* **Action item**:
Whenever the word "entry" occurs in a line of the material below, that line is counted. Report only the count.

* **Records provided**:
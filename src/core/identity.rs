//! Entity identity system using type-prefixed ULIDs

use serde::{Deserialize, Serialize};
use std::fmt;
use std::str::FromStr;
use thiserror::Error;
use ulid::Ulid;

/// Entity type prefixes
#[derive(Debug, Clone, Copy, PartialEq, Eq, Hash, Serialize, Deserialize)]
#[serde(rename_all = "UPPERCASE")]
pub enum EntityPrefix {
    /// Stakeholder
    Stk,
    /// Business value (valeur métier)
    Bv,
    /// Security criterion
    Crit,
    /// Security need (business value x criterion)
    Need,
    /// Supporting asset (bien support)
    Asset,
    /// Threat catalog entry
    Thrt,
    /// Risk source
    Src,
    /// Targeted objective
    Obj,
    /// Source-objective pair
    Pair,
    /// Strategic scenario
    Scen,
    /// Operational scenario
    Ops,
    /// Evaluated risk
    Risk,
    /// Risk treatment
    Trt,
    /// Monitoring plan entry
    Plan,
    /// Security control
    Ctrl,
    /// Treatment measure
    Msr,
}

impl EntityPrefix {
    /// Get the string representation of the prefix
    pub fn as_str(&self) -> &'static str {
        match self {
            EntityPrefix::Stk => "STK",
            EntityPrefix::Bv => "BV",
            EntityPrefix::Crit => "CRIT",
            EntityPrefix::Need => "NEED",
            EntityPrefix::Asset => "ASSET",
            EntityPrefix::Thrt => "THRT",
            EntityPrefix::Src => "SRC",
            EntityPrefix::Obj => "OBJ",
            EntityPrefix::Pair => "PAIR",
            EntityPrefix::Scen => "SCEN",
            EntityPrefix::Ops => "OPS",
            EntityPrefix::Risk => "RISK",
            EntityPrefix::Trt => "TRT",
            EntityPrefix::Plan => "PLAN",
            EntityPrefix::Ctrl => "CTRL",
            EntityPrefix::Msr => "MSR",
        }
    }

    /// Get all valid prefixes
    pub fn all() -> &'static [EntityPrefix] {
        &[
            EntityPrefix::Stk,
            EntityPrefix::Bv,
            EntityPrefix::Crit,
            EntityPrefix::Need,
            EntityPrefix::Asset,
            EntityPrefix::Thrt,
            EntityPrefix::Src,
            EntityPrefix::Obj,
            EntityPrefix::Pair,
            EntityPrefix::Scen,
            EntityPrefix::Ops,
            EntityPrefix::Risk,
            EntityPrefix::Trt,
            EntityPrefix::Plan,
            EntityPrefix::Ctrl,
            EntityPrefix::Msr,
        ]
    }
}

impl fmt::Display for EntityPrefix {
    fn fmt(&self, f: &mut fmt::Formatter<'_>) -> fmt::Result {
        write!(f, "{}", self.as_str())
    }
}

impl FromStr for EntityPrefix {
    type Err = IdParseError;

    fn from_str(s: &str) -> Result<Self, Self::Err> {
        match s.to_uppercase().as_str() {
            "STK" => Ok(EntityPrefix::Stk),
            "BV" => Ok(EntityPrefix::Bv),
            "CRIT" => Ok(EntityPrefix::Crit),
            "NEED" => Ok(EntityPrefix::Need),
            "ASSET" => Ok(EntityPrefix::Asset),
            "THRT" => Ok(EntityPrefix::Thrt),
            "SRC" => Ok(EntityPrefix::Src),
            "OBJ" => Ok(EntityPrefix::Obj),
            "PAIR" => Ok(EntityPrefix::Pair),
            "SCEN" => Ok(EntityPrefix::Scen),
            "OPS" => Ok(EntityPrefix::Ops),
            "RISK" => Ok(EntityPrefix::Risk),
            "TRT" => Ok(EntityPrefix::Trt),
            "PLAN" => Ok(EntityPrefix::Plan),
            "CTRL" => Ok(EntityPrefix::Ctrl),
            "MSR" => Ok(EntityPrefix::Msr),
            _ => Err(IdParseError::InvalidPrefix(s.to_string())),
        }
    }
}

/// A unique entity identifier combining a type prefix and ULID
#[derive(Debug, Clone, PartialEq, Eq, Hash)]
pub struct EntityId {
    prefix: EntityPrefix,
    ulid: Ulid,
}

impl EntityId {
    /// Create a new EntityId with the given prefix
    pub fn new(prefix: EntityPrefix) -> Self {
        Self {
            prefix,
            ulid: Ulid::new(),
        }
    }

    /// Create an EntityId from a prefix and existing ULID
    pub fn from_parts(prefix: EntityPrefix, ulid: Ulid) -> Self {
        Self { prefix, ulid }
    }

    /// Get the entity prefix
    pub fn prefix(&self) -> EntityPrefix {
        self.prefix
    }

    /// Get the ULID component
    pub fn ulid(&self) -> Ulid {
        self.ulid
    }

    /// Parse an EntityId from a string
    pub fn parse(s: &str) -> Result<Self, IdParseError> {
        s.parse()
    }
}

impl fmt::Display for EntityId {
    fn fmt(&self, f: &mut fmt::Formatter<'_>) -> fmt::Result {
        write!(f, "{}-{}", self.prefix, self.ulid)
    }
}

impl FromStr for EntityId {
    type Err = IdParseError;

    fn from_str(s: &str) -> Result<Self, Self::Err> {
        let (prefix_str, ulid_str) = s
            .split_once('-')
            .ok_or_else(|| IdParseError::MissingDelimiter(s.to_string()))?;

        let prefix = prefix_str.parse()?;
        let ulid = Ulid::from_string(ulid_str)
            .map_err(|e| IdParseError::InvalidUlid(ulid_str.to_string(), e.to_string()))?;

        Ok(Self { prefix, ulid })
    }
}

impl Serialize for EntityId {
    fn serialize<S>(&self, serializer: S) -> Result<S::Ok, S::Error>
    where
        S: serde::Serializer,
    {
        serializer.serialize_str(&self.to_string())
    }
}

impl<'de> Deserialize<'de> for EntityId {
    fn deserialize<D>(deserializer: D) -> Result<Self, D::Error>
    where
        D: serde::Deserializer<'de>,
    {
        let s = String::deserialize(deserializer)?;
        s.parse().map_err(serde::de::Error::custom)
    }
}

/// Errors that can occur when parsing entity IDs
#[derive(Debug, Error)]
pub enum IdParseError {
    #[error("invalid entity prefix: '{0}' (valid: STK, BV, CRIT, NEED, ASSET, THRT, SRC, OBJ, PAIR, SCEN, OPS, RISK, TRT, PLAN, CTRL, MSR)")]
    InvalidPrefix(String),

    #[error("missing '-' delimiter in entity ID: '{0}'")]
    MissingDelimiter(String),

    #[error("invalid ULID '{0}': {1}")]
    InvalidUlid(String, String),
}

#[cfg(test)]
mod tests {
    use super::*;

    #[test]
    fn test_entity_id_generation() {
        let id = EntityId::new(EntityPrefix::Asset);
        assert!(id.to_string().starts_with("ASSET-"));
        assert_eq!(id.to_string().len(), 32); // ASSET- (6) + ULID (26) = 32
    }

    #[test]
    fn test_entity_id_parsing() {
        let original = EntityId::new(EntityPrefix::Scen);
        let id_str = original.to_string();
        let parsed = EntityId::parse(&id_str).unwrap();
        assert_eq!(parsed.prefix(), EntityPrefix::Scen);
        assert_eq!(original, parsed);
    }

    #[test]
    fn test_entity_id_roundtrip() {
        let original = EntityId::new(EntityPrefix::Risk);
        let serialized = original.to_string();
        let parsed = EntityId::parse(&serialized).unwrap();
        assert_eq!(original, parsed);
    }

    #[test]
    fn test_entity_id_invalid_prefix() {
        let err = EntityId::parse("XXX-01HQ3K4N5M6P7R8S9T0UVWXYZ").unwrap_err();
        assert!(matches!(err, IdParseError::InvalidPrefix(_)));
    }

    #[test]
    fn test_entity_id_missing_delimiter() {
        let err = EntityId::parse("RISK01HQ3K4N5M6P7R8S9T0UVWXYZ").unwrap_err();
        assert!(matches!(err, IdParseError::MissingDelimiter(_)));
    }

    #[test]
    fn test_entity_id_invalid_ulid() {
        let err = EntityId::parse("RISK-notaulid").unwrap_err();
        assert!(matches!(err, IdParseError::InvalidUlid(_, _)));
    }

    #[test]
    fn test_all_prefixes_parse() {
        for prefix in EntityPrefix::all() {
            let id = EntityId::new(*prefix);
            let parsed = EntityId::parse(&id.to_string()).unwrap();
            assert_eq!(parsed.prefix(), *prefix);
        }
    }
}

* **Response below**:
2